▸ **Instructions to follow**: From the data below, copy each line that includes the word "crate".

::::

use crate::core::{Block, Blockchain, Hash, Transaction};
use crate::error::{BlockchainError, Result};
use crate::storage::{BlockStore, SledStore, TxPool, UTXOOutput, UTXOSet};
use crate::wallet::{key_hash_from_address, Wallet};
use data_encoding::HEXLOWER;
use log::{error, info};
use std::path::Path;
use std::sync::{Mutex, MutexGuard};

struct LedgerState {
    chain: Blockchain,
    pool: TxPool,
}

/// One ledger plus its pool behind a single lock, so submitting, draining
/// and appending never interleave.
pub struct AccountBook {
    state: Mutex<LedgerState>,
}

impl AccountBook {
    pub fn new(chain: Blockchain) -> AccountBook {
        AccountBook {
            state: Mutex::new(LedgerState {
                chain,
                pool: TxPool::new(),
            }),
        }
    }

    pub fn open(store: Box<dyn BlockStore>, bits: [u8; 4]) -> Result<AccountBook> {
        Ok(Self::new(Blockchain::open(store, bits)?))
    }

    /// Opens (or creates) a sled-backed ledger under `path`.
    pub fn open_path(path: impl AsRef<Path>, bits: [u8; 4]) -> Result<AccountBook> {
        Self::open(Box::new(SledStore::open(path)?), bits)
    }

    fn lock(&self) -> Result<MutexGuard<'_, LedgerState>> {
        self.state.lock().map_err(|_| {
            error!("Account book lock poisoned");
            BlockchainError::Database("Account book lock poisoned".to_string())
        })
    }

    pub fn balance(&self, address: &str) -> Result<u64> {
        let key_hash = key_hash_from_address(address)?;
        let state = self.lock()?;
        Ok(UTXOSet::new(&state.chain).get_balance(&key_hash))
    }

    pub fn list_utxo(&self, address: &str) -> Result<Vec<UTXOOutput>> {
        let key_hash = key_hash_from_address(address)?;
        let state = self.lock()?;
        Ok(UTXOSet::new(&state.chain).find_utxo(&key_hash))
    }

    /// Builds and signs a transfer without pooling it.
    pub fn create_transaction(
        &self,
        from: &str,
        to: &str,
        amount: u64,
        wallet: &Wallet,
    ) -> Result<Transaction> {
        let state = self.lock()?;
        UTXOSet::new(&state.chain).create_transaction(from, to, amount, wallet)
    }

    /// Builds a transfer and pools it in one step.
    pub fn transfer(
        &self,
        from: &str,
        to: &str,
        amount: u64,
        wallet: &Wallet,
    ) -> Result<Transaction> {
        let mut state = self.lock()?;
        let tx = UTXOSet::new(&state.chain).create_transaction(from, to, amount, wallet)?;
        Self::check_pending(&state, &tx)?;
        state.pool.add(tx.clone());
        info!(
            "Queued transfer {} of {amount} from {from} to {to}",
            HEXLOWER.encode(tx.get_id())
        );
        Ok(tx)
    }

    /// Verifies `tx` against the ledger and queues it for the next block.
    /// Returns `false` if it was already pending.
    pub fn submit_transaction(&self, tx: Transaction) -> Result<bool> {
        let mut state = self.lock()?;
        Self::check_pending(&state, &tx)?;
        Ok(state.pool.add(tx))
    }

    // Signature, then duplicate ids, then spent-ness on chain and in the pool
    fn check_pending(state: &LedgerState, tx: &Transaction) -> Result<()> {
        let txid_hex = HEXLOWER.encode(tx.get_id());
        if !tx.verify(&state.chain) {
            return Err(BlockchainError::InvalidSignature(txid_hex));
        }
        if state.chain.find_transaction(tx.get_id()).is_some() {
            return Err(BlockchainError::Transaction(format!(
                "Transaction {txid_hex} is already on the ledger"
            )));
        }
        if tx.is_coinbase() {
            // coinbase ids only differ by address and note
            if state.pool.contains(tx.get_id()) {
                return Err(BlockchainError::Transaction(format!(
                    "Reward {txid_hex} is already pending"
                )));
            }
            return Ok(());
        }

        let utxo_set = UTXOSet::new(&state.chain);
        for vin in tx.get_vin() {
            if utxo_set.is_spent(vin.get_txid(), vin.get_vout())
                || state.pool.spends(vin.get_txid(), vin.get_vout())
            {
                return Err(BlockchainError::Transaction(format!(
                    "Transaction {txid_hex} spends {}:{} twice",
                    HEXLOWER.encode(vin.get_txid()),
                    vin.get_vout()
                )));
            }
        }
        Ok(())
    }

    /// Queues a coinbase paying `to`; mined with the next block.
    ///
    /// An empty `note` is replaced by one naming the target height and pool
    /// slot. A reward whose id is already on the ledger or pending is refused.
    pub fn reward(&self, to: &str, note: &str) -> Result<Transaction> {
        let mut state = self.lock()?;
        let note = if note.is_empty() {
            format!(
                "Queued reward to '{to}' for height {} slot {}",
                state.chain.height() + 1,
                state.pool.len()
            )
        } else {
            note.to_string()
        };
        let tx = Transaction::new_coinbase_tx(to, &note)?;
        Self::check_pending(&state, &tx)?;
        state.pool.add(tx.clone());
        info!("Queued reward {} to {to}", HEXLOWER.encode(tx.get_id()));
        Ok(tx)
    }

    /// Seals the pending pool into a block, paying `miner_address` if it is
    /// non-empty. `Ok(None)` when nothing is pending.
    pub fn mine(&self, miner_address: &str) -> Result<Option<Block>> {
        let mut state = self.lock()?;
        let LedgerState { chain, pool } = &mut *state;
        chain.add_block(pool, miner_address)
    }

    /// Checks and pools `transactions`, then mines them. Nothing is pooled
    /// unless every transaction passes.
    pub fn add_block(
        &self,
        transactions: Vec<Transaction>,
        miner_address: &str,
    ) -> Result<Option<Block>> {
        let mut state = self.lock()?;
        let mut batch = TxPool::new();
        for tx in transactions {
            Self::check_pending(&state, &tx)?;
            // every coinbase input is the same placeholder, so only ids count
            let conflicts = if tx.is_coinbase() {
                batch.contains(tx.get_id())
            } else {
                tx.get_vin()
                    .iter()
                    .any(|vin| batch.spends(vin.get_txid(), vin.get_vout()))
            };
            if conflicts {
                return Err(BlockchainError::Transaction(format!(
                    "Transaction {} conflicts with another in the same block",
                    HEXLOWER.encode(tx.get_id())
                )));
            }
            batch.add(tx);
        }

        let LedgerState { chain, pool } = &mut *state;
        for tx in batch.drain() {
            pool.add(tx);
        }
        chain.add_block(pool, miner_address)
    }

    pub fn find_transaction(&self, txid: &[u8]) -> Result<Option<Transaction>> {
        Ok(self.lock()?.chain.find_transaction(txid))
    }

    pub fn verify_transaction(&self, tx: &Transaction) -> Result<bool> {
        Ok(tx.verify(&self.lock()?.chain))
    }

    pub fn pending_count(&self) -> Result<usize> {
        Ok(self.lock()?.pool.len())
    }

    /// Snapshot of the pool in arrival order.
    pub fn pending_transactions(&self) -> Result<Vec<Transaction>> {
        Ok(self.lock()?.pool.get_all().to_vec())
    }

    pub fn height(&self) -> Result<usize> {
        Ok(self.lock()?.chain.height())
    }

    pub fn tip_hash(&self) -> Result<Hash> {
        Ok(self.lock()?.chain.tip_hash())
    }

    pub fn blocks(&self) -> Result<Vec<Block>> {
        Ok(self.lock()?.chain.blocks().to_vec())
    }

    pub fn validate(&self) -> Result<()> {
        self.lock()?.chain.validate()
    }
}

::::

▸ **Written solution**:
use crate::core::{Block, Blockchain, Hash, Transaction};
use crate::error::{BlockchainError, Result};
use crate::storage::{BlockStore, SledStore, TxPool, UTXOOutput, UTXOSet};
use crate::wallet::{key_hash_from_address, Wallet};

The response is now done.